Comments

  1. John Harshman says

    Nilsson D., Pelger S. A pessimistic estimate of the time required for an eye to evolve. Proceedings of the Royal Society of London, Series B 1994; 256:53-58.

  2. birgerjohansson says

    Clearly, those more complex organisms were created by visitors from Zeta Reticuli (snark).

  3. birgerjohansson says

    PZ, Jackson Wheat et all should hang out with Noah Lugeons, Heath Enwright and Eli Bosnick* if the latter manage to dig up another “documentary” about- for instance- a creationist take on embryology.
    PZ et al would add their biology knowledge to the very wide knowledge base of the other three, spotting every flawed argument.
    .
    Warning: their “colorful” language might set PZs beard on fire.

    *from Scathing Atheist & God Awful Movies.

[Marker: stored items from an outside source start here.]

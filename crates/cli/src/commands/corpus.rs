//! Corpus commands

use std::path::PathBuf;

use clap::Subcommand;
use transcheck_common::Corpus;

use crate::output::{self, Field, OutputFormat};
use crate::Outcome;

#[derive(Subcommand)]
pub enum CorpusCommands {
    /// Validate a corpus and show its composition
    Check {
        /// Corpus file or directory
        #[arg(default_value = "corpus")]
        path: PathBuf,
    },
}

pub async fn execute(cmd: CorpusCommands, format: OutputFormat) -> anyhow::Result<Outcome> {
    match cmd {
        CorpusCommands::Check { path } => {
            let corpus = Corpus::load(&path)?;
            let counts = corpus.counts();

            if matches!(format, OutputFormat::Json | OutputFormat::Yaml) {
                output::print_serialized(&counts, format);
            } else {
                output::print_list(&count_fields(&corpus), format);
                output::print_success(&format!(
                    "{} cases in {} are valid",
                    counts.total,
                    path.display()
                ));
            }
            Ok(Outcome::Passed)
        }
    }
}

fn count_fields(corpus: &Corpus) -> Vec<Field> {
    let counts = corpus.counts();
    let mut fields = vec![Field::new("total", counts.total)];
    fields.extend(
        counts
            .by_category
            .iter()
            .map(|(category, n)| Field::new(category.to_string(), n)),
    );
    fields.extend(
        counts
            .by_length
            .iter()
            .map(|(class, n)| Field::new(format!("length {}", class), n)),
    );
    fields
}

  4. divineconspiracy667 says

    Oh geez, the old JW creationist blue book.
    About 20 years ago I did a “study” with a JW over that book. It was one big collection of half truths and quote mining. You can tell they basically just cribbed arguments from other creationist apologetics and smashed it together into their own little book.
    It ended when I started pointing out how the patterns of misrepresentation of science and evolution in that book indicated that the writers of it had to be intentionally dishonest. Once you start calling the Watchtower society “dishonest”, JWs will just stop any further discussion at that point. They can’t countenance any badmouthing of the society.
    That book is one of the worst, most dishonest collections of creationist arguments I’ve ever read.
    The JWs replaced that book with a newer, much shorter pamphlet, “The Origin Of Life – 5 Questions Worth Asking” a number of years ago. The best thing I can say about it is that it’s slightly less dishonest, but that might be because it’s much shorter, and so has less space for lies.

  5. says

    I remember seeing a Dutch translation of these as a teen many decades ago. I was flabbergasted by its stupidity. I especially remember them comparing several artists’ impressions of “Pithecanthropus” and trying to undermine these by pointing out how different these were.